Given entries:
impl std::fmt::Display for RunStatus {
    fn fmt(&self, f: &mut std::fmt::Formatter<'_>) -> std::fmt::Result {
        match self {
            Self::Success => write!(f, "success"),
            Self::Failed => write!(f, "failed"),
        }
    }
}

/// Ordered step results of one run plus the overall status.
#[derive(Debug, Clone, PartialEq, Serialize, Deserialize)]
pub struct RunReport {
    pub steps: Vec<StepResult>,
    pub status: RunStatus,
}

impl RunReport {
    /// Build a report; the run succeeds iff every step succeeded.
    #[must_use]
    pub fn from_steps(steps: Vec<StepResult>) -> Self {
        let status = if steps.iter().all(|s| s.success) {
            RunStatus::Success
        } else {
            RunStatus::Failed
        };
        Self { steps, status }
    }

    #[must_use]
    pub fn is_success(&self) -> bool {
        self.status == RunStatus::Success
    }

    #[must_use]
    pub fn passed_steps(&self) -> usize {
        self.steps.iter().filter(|s| s.success).count()
    }

    #[must_use]
    pub fn failed_steps(&self) -> usize {
        self.steps.len() - self.passed_steps()
    }
}

/// A run report labelled with the scenario it came from.
#[derive(Debug, Clone, Serialize, Deserialize)]
pub struct ScenarioReport {
    pub name: String,
    pub path: String,
    pub report: RunReport,
}

/// Counts across all scenarios of an invocation.
#[derive(Debug, Clone, Default, PartialEq, Eq, Serialize, Deserialize)]
pub struct ExecutionSummary {
    pub total_scenarios: usize,
    pub passed_scenarios: usize,
    pub failed_scenarios: usize,
    pub total_steps: usize,
    pub passed_steps: usize,
    pub failed_steps: usize,
}

impl ExecutionSummary {
    #[must_use]
    pub fn from_scenarios(scenarios: &[ScenarioReport]) -> Self {
        let passed_scenarios = scenarios.iter().filter(|s| s.report.is_success()).count();
        let total_steps = scenarios.iter().map(|s| s.report.steps.len()).sum();
        let passed_steps = scenarios.iter().map(|s| s.report.passed_steps()).sum();
        Self {
            total_scenarios: scenarios.len(),
            passed_scenarios,
            failed_scenarios: scenarios.len() - passed_scenarios,
            total_steps,
            passed_steps,
            failed_steps: total_steps - passed_steps,
        }
    }
}

/// Top-level JSON output.
#[derive(Debug, Clone, Serialize, Deserialize)]
pub struct ExecutionReport {
    pub timestamp: String,
    pub scenarios: Vec<ScenarioReport>,
    pub summary: ExecutionSummary,
}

Exercise aim:
Copy each line of the material exactly as written.

Answer space:
impl std::fmt::Display for RunStatus {
    fn fmt(&self, f: &mut std::fmt::Formatter<'_>) -> std::fmt::Result {
        match self {
            Self::Success => write!(f, "success"),
            Self::Failed => write!(f, "failed"),
        }
    }
}

/// Ordered step results of one run plus the overall status.
#[derive(Debug, Clone, PartialEq, Serialize, Deserialize)]
pub struct RunReport {
    pub steps: Vec<StepResult>,
    pub status: RunStatus,
}

impl RunReport {
    /// Build a report; the run succeeds iff every step succeeded.
    #[must_use]
    pub fn from_steps(steps: Vec<StepResult>) -> Self {
        let status = if steps.iter().all(|s| s.success) {
            RunStatus::Success
        } else {
            RunStatus::Failed
        };
        Self { steps, status }
    }

    #[must_use]
    pub fn is_success(&self) -> bool {
        self.status == RunStatus::Success
    }

    #[must_use]
    pub fn passed_steps(&self) -> usize {
        self.steps.iter().filter(|s| s.success).count()
    }

    #[must_use]
    pub fn failed_steps(&self) -> usize {
        self.steps.len() - self.passed_steps()
    }
}

/// A run report labelled with the scenario it came from.
#[derive(Debug, Clone, Serialize, Deserialize)]
pub struct ScenarioReport {
    pub name: String,
    pub path: String,
    pub report: RunReport,
}

/// Counts across all scenarios of an invocation.
#[derive(Debug, Clone, Default, PartialEq, Eq, Serialize, Deserialize)]
pub struct ExecutionSummary {
    pub total_scenarios: usize,
    pub passed_scenarios: usize,
    pub failed_scenarios: usize,
    pub total_steps: usize,
    pub passed_steps: usize,
    pub failed_steps: usize,
}

impl ExecutionSummary {
    #[must_use]
    pub fn from_scenarios(scenarios: &[ScenarioReport]) -> Self {
        let passed_scenarios = scenarios.iter().filter(|s| s.report.is_success()).count();
        let total_steps = scenarios.iter().map(|s| s.report.steps.len()).sum();
        let passed_steps = scenarios.iter().map(|s| s.report.passed_steps()).sum();
        Self {
            total_scenarios: scenarios.len(),
            passed_scenarios,
            failed_scenarios: scenarios.len() - passed_scenarios,
            total_steps,
            passed_steps,
            failed_steps: total_steps - passed_steps,
        }
    }
}

/// Top-level JSON output.
#[derive(Debug, Clone, Serialize, Deserialize)]
pub struct ExecutionReport {
    pub timestamp: String,
    pub scenarios: Vec<ScenarioReport>,
    pub summary: ExecutionSummary,
}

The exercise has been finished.